Word of the Moment – 06/02/17
Word of the Moment
To Comfort Always. A history of palliative medicine since the nineteenth century
Oxford Medical Histories
Professor Clark provided a fascinating glimpse at the longer history of hospice care. He spoke of the “seven ages” of hospice care under the themes of Awakening, Charism, Indifference, Uncertainty, Formation, Recognition and Challenges. He explored the foundations of the modern hospice movement which was led by women and largely religiously inspired. Exploring the role of pioneering women who led the development of homes to care for the dying.
Clark suggests that dying people were hidden away and excluded from the growing medical institutions where death was regarded as failure and the increasing medicalisation of death. There is recognition of Cicely Saunders’ concept of “total pain” in developing holistic care and the gradual development of hospice care becoming recognised as a specialism.
“Clark’s history of palliative care feels relevant as the story moves to describing the ‘Brompton Cocktail’, the concept of “total pain”, the introduction of syringe drivers and the growth in both research and service models, it feels inevitable that specialty recognition would be achieved and in fact be essential in ensuring acceptance within the wider medical profession. The pace of development and global spread of palliative medicine and hospice care as described by Clark is amazing.
As readers, we are introduced to Allan Kellehear, Atul Gawande and Dr Eduardo Bruera.

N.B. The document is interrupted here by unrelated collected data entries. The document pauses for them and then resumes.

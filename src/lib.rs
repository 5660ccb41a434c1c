#[macro_export]
macro_rules! matrix {
    ($([$($x:expr),* $(,)*]),+ $(,)*) => {{
        $crate::Matrix::from(vec![$([$($x,)*],)*])
    }};
}

mod buffer;
mod compare;
mod convert;
mod debug;
mod error;
mod iter;
mod matmul;
mod op;
mod random;
mod scalar;
mod shape;
mod zip;

use crate::buffer::OwnerSlice;
use std::mem;
use std::ops::{Index, IndexMut};

pub use debug::{DebugSettings, Displayed, DEFAULT_DEBUG};
pub use error::{MError, MResult};
pub use half::f16;
pub use iter::{Iter, IterMut};
pub use scalar::{DType, Scalar};
pub use shape::Shape;
pub use zip::Zip;

pub type IMatrix = Matrix<i32>;
pub type UMatrix = Matrix<u32>;
pub type FMatrix = Matrix<f32>;
pub type DMatrix = Matrix<f64>;

#[cold]
fn capacity_overflow() -> ! {
    panic!("capacity overflow");
}

#[inline]
pub(crate) fn elem_count(rows: usize, cols: usize) -> usize {
    rows.checked_mul(cols).unwrap_or_else(|| capacity_overflow())
}

/// Dense row-major matrix owning a single contiguous buffer.
///
/// Element `(r, c)` lives at offset `r * cols + c`. A matrix with zero rows
/// or zero columns holds no allocation at all.
pub struct Matrix<T: Scalar> {
    rows: usize,
    cols: usize,
    data: OwnerSlice<T>,
}

impl<T: Scalar> Matrix<T> {
    /// Zero-initialized `rows x cols` matrix.
    pub fn new(rows: usize, cols: usize) -> Self {
        Self::from_elem(T::zero(), rows, cols)
    }

    /// `rows x cols` matrix with every element set to `fill`.
    pub fn from_elem(fill: T, rows: usize, cols: usize) -> Self {
        Self {
            rows,
            cols,
            data: OwnerSlice::from_elem(fill, elem_count(rows, cols)),
        }
    }

    pub fn square(n: usize) -> Self {
        Self::new(n, n)
    }

    pub fn identity(rows: usize, cols: usize) -> MResult<Self> {
        let mut m = Self::new(rows, cols);
        m.to_identity()?;
        Ok(m)
    }

    #[inline]
    pub fn rows(&self) -> usize {
        self.rows
    }

    #[inline]
    pub fn cols(&self) -> usize {
        self.cols
    }

    #[inline]
    pub fn shape(&self) -> Shape {
        Shape::new(self.rows, self.cols)
    }

    /// Number of stored elements, `rows * cols`.
    #[inline]
    pub fn len(&self) -> usize {
        self.data.len()
    }

    #[inline]
    pub fn is_empty(&self) -> bool {
        self.data.len() == 0
    }

    #[inline]
    pub fn is_square(&self) -> bool {
        self.rows == self.cols
    }

    /// The backing buffer, `None` when nothing is allocated.
    pub fn data(&self) -> Option<&[T]> {
        if self.data.is_allocated() {
            Some(self.data.as_slice())
        } else {
            None
        }
    }

    #[inline]
    pub fn as_slice(&self) -> &[T] {
        self.data.as_slice()
    }

    #[inline]
    pub fn as_mut_slice(&mut self) -> &mut [T] {
        self.data.as_slice_mut()
    }

    pub fn row(&self, r: usize) -> MResult<&[T]> {
        if r >= self.rows {
            return Err(MError::IndexOutOfRange {
                row: r,
                col: 0,
                shape: self.shape(),
            });
        }
        let start = self.offset(r, 0);
        Ok(&self.as_slice()[start..start + self.cols])
    }

    #[inline]
    fn offset(&self, r: usize, c: usize) -> usize {
        r * self.cols + c
    }

    fn check_index(&self, r: usize, c: usize) -> MResult<()> {
        if r >= self.rows || c >= self.cols {
            log::debug!("index ({}, {}) rejected for {}", r, c, self.shape());
            return Err(MError::IndexOutOfRange {
                row: r,
                col: c,
                shape: self.shape(),
            });
        }
        Ok(())
    }

    /// Bounds-checked element access.
    pub fn at(&self, r: usize, c: usize) -> MResult<&T> {
        self.check_index(r, c)?;
        Ok(unsafe { self.at_unchecked(r, c) })
    }

    pub fn at_mut(&mut self, r: usize, c: usize) -> MResult<&mut T> {
        self.check_index(r, c)?;
        Ok(unsafe { self.at_unchecked_mut(r, c) })
    }

    /// # Safety
    ///
    /// `r < rows` and `c < cols` must hold.
    #[inline]
    pub unsafe fn at_unchecked(&self, r: usize, c: usize) -> &T {
        &*self.data.as_ptr().add(self.offset(r, c))
    }

    /// # Safety
    ///
    /// `r < rows` and `c < cols` must hold.
    #[inline]
    pub unsafe fn at_unchecked_mut(&mut self, r: usize, c: usize) -> &mut T {
        let off = self.offset(r, c);
        &mut *self.data.as_mut_ptr().add(off)
    }

    pub fn iter(&self) -> Iter<'_, T> {
        Iter::new(self.data.as_slice())
    }

    pub fn iter_mut(&mut self) -> IterMut<'_, T> {
        IterMut::new(self.data.as_slice_mut())
    }

    /// Releases the buffer and resets the shape to `0 x 0`.
    pub fn clear(&mut self) {
        drop(self.data.take());
        self.rows = 0;
        self.cols = 0;
    }

    /// Moves the contents out, leaving `self` empty.
    pub fn take(&mut self) -> Self {
        mem::take(self)
    }

    /// Exchanges contents with `other` in constant time.
    pub fn swap(&mut self, other: &mut Self) {
        mem::swap(self, other)
    }

    // Installs a fully built buffer; the previous one is released after the
    // exchange.
    pub(crate) fn replace_data(&mut self, rows: usize, cols: usize, data: OwnerSlice<T>) {
        debug_assert_eq!(data.len(), elem_count(rows, cols));
        let mut next = Self { rows, cols, data };
        self.swap(&mut next);
    }
}

impl<T: Scalar> Default for Matrix<T> {
    fn default() -> Self {
        Self {
            rows: 0,
            cols: 0,
            data: OwnerSlice::absent(),
        }
    }
}

impl<T: Scalar> Clone for Matrix<T> {
    fn clone(&self) -> Self {
        Self {
            rows: self.rows,
            cols: self.cols,
            data: self.data.clone(),
        }
    }

    // copy-and-swap: `self` is untouched until the copy is complete
    fn clone_from(&mut self, source: &Self) {
        let mut tmp = source.clone();
        self.swap(&mut tmp);
    }
}

impl<T: Scalar> Index<(usize, usize)> for Matrix<T> {
    type Output = T;

    #[inline]
    fn index(&self, (r, c): (usize, usize)) -> &T {
        match self.at(r, c) {
            Ok(x) => x,
            Err(e) => panic!("{}", e),
        }
    }
}

impl<T: Scalar> IndexMut<(usize, usize)> for Matrix<T> {
    #[inline]
    fn index_mut(&mut self, (r, c): (usize, usize)) -> &mut T {
        match self.at_mut(r, c) {
            Ok(x) => x,
            Err(e) => panic!("{}", e),
        }
    }
}

impl<'a, T: Scalar> IntoIterator for &'a Matrix<T> {
    type Item = &'a T;
    type IntoIter = Iter<'a, T>;

    fn into_iter(self) -> Self::IntoIter {
        self.iter()
    }
}

impl<'a, T: Scalar> IntoIterator for &'a mut Matrix<T> {
    type Item = &'a mut T;
    type IntoIter = IterMut<'a, T>;

    fn into_iter(self) -> Self::IntoIter {
        self.iter_mut()
    }
}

These new pioneers are challenging the profession’s thinking as it once again attempts to battle the social challenges and to grow its place in mainstream medicine.
These important lessons in our history that remind us about the true holistic nature of our care so well described by Marx, Munk and Cicely Saunders which both embrace the role and influence of medicine whilst guarding against medicalisation. The book reminds us that in our history hospice leaders were pioneers, lobbying, influencing, researching and innovating – all whilst managing their emerging charities. In many ways, the challenges we face today are no different but are at scale and require the pioneering focus and spirit worthy of our predecessors.
“To Comfort Always” takes us on a wonderful journey of palliative care history and looking forward to the future.